We propose using supervised learning to define the appropriate coefficients of the similarity scores described below [20]. In this context, the aim is to apply, in the first time a hyperplane equation (decision boundary, such as similar or not similar) on sentences S1 and S2, and deduct a total score similarity “Sim (S1,S2)” in the second time. The total score similarity “Sim (S1,S2)” aggregates the lexical, semantic and syntactico-semantic scores. The process of determining the suitable coefficients includes two phases: the first is the training phase that aims at getting a hyperplane equation via the learning algorithm, such as supervised vector machine (SVM). The second is the test phase that validates the generated equation (hyperplane equation) by the cross-validation method. In the training phase, we first prepare the extraction vectors “V” where each vector describes a pair of sentences “S1” and “S2”. Generally, any vector “Vi” is described by the collection of lexical (SL), semantic (SM) and syntactico-semantic similarity (SSM) scores.

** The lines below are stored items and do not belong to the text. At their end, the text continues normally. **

use crate::chain::{decode_log, event_topics, ContractConfig};
use crate::error::{PipelineError, Result};
use crate::model::RawTransferEvent;
use crate::rpc::RpcPool;
use async_trait::async_trait;
use ethers::types::{Address, Filter, Log, Topic, ValueOrArray};
use futures_util::stream::{self, StreamExt, TryStreamExt};
use std::collections::{HashMap, HashSet};
use std::sync::Arc;
use tracing::{debug, warn};

#[derive(Debug, Clone, Default)]
pub struct FetchedBatch {
    pub events: Vec<RawTransferEvent>,
    /// Logs that matched the filter but could not be decoded.
    pub undecodable: usize,
    /// USDC transfers outside any conditional-token transaction.
    pub dropped_usdc: usize,
}

/// Where ingestion reads transfer logs from.
#[async_trait]
pub trait LogSource: Send + Sync {
    async fn chain_head(&self) -> Result<u64>;

    /// All conditional-token and collateral transfers in `from..=to`.
    async fn fetch_transfers(&self, from: u64, to: u64) -> Result<FetchedBatch>;
}

pub struct ChainLogSource {
    rpc: Arc<RpcPool>,
    contracts: ContractConfig,
    conditional_tokens: Address,
    collateral: Address,
    usdc_only_ctf_txs: bool,
    timestamp_concurrency: usize,
}

fn parse_address(s: &str) -> Result<Address> {
    s.parse()
        .map_err(|e| PipelineError::Config(format!("invalid contract address {}: {}", s, e)))
}

impl ChainLogSource {
    pub fn new(
        rpc: Arc<RpcPool>,
        contracts: ContractConfig,
        usdc_only_ctf_txs: bool,
    ) -> Result<Self> {
        let conditional_tokens = parse_address(&contracts.conditional_tokens)?;
        let collateral = parse_address(&contracts.collateral)?;
        Ok(Self {
            rpc,
            contracts,
            conditional_tokens,
            collateral,
            usdc_only_ctf_txs,
            timestamp_concurrency: 8,
        })
    }

    fn ctf_filter(&self, from: u64, to: u64) -> Filter {
        let topics = event_topics();
        let topic0: Topic = ValueOrArray::Array(vec![
            Some(topics.transfer_single),
            Some(topics.transfer_batch),
        ]);
        Filter::new()
            .from_block(from)
            .to_block(to)
            .address(ValueOrArray::Value(self.conditional_tokens))
            .topic0(topic0)
    }

    fn usdc_filter(&self, from: u64, to: u64) -> Filter {
        let topic0: Topic = ValueOrArray::Value(Some(event_topics().transfer));
        Filter::new()
            .from_block(from)
            .to_block(to)
            .address(ValueOrArray::Value(self.collateral))
            .topic0(topic0)
    }

    /// Fetch logs, halving the range whenever the provider refuses it.
    async fn logs_bisecting<F>(&self, make_filter: F, from: u64, to: u64) -> Result<Vec<Log>>
    where
        F: Fn(u64, u64) -> Filter + Send + Sync,
    {
        let mut pending = vec![(from, to)];
        let mut out = Vec::new();
        while let Some((a, b)) = pending.pop() {
            match self.rpc.get_logs(&make_filter(a, b)).await {
                Ok(logs) => out.extend(logs),
                Err(PipelineError::RangeTooLarge(msg)) if b > a => {
                    let mid = a + (b - a) / 2;
                    debug!("splitting {}..={} at {}: {}", a, b, mid, msg);
                    pending.push((mid + 1, b));
                    pending.push((a, mid));
                }
                Err(e) => return Err(e),
            }
        }
        Ok(out)
    }

    async fn block_timestamps(&self, blocks: HashSet<u64>) -> Result<HashMap<u64, i64>> {
        let rpc = &self.rpc;
        stream::iter(blocks)
            .map(|b| async move { rpc.block_timestamp(b).await.map(|ts| (b, ts)) })
            .buffer_unordered(self.timestamp_concurrency)
            .try_collect()
            .await
    }
}

#[async_trait]
impl LogSource for ChainLogSource {
    async fn chain_head(&self) -> Result<u64> {
        self.rpc.block_number().await
    }

    async fn fetch_transfers(&self, from: u64, to: u64) -> Result<FetchedBatch> {
        let ctf_logs = self.logs_bisecting(|a, b| self.ctf_filter(a, b), from, to).await?;
        let usdc_logs = self.logs_bisecting(|a, b| self.usdc_filter(a, b), from, to).await?;

        let mut batch = FetchedBatch::default();
        let mut ctf_events = Vec::new();
        let mut usdc_events = Vec::new();
        for (logs, sink) in [(&ctf_logs, &mut ctf_events), (&usdc_logs, &mut usdc_events)] {
            for log in logs {
                match decode_log(log, &self.contracts) {
                    Ok(events) => sink.extend(events),
                    Err(e) => {
                        debug!(
                            "undecodable log {:?}/{:?}: {}",
                            log.transaction_hash, log.log_index, e
                        );
                        batch.undecodable += 1;
                    }
                }
            }
        }
        if batch.undecodable > 0 {
            warn!("blocks {}..={}: {} logs could not be decoded", from, to, batch.undecodable);
        }

        if self.usdc_only_ctf_txs {
            let ctf_txs: HashSet<&str> = ctf_events.iter().map(|e| e.tx_hash.as_str()).collect();
            let before = usdc_events.len();
            usdc_events.retain(|e| ctf_txs.contains(e.tx_hash.as_str()));
            batch.dropped_usdc = before - usdc_events.len();
        }

        let mut events = ctf_events;
        events.extend(usdc_events);
        let blocks: HashSet<u64> = events.iter().map(|e| e.block_number).collect();
        let timestamps = self.block_timestamps(blocks).await?;
        for e in &mut events {
            e.block_timestamp = timestamps.get(&e.block_number).copied();
        }
        events.sort_by_key(|e| e.key());
        batch.events = events;
        Ok(batch)
    }
}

Each vector “Vi” is completed by a Boolean criterion, namely D. This criterion class is determined by an expert who decides whether the pair of sentences is similar or not. However, the repetition of a number of identical vectors and other contradiction is possible. The extraction vector “Vi” is defined as follows:
$$\begin{aligned} \mathrm{Vi}\,({\mathrm{SL, SM, SSM, Di}}), \end{aligned}$$
where:
  • Vi is the vector extracting the pair of sentences,

  • SL is the lexical similarity score between the elements of a pair of sentences,

  • SM is the semantic similarity score between the elements of a pair of sentences,

  • SSM is the syntactico-semantic similarity between the elements of a pair of sentences and

  • Di is the Boolean criterion representing the class of the similar or dissimilar vector Vi .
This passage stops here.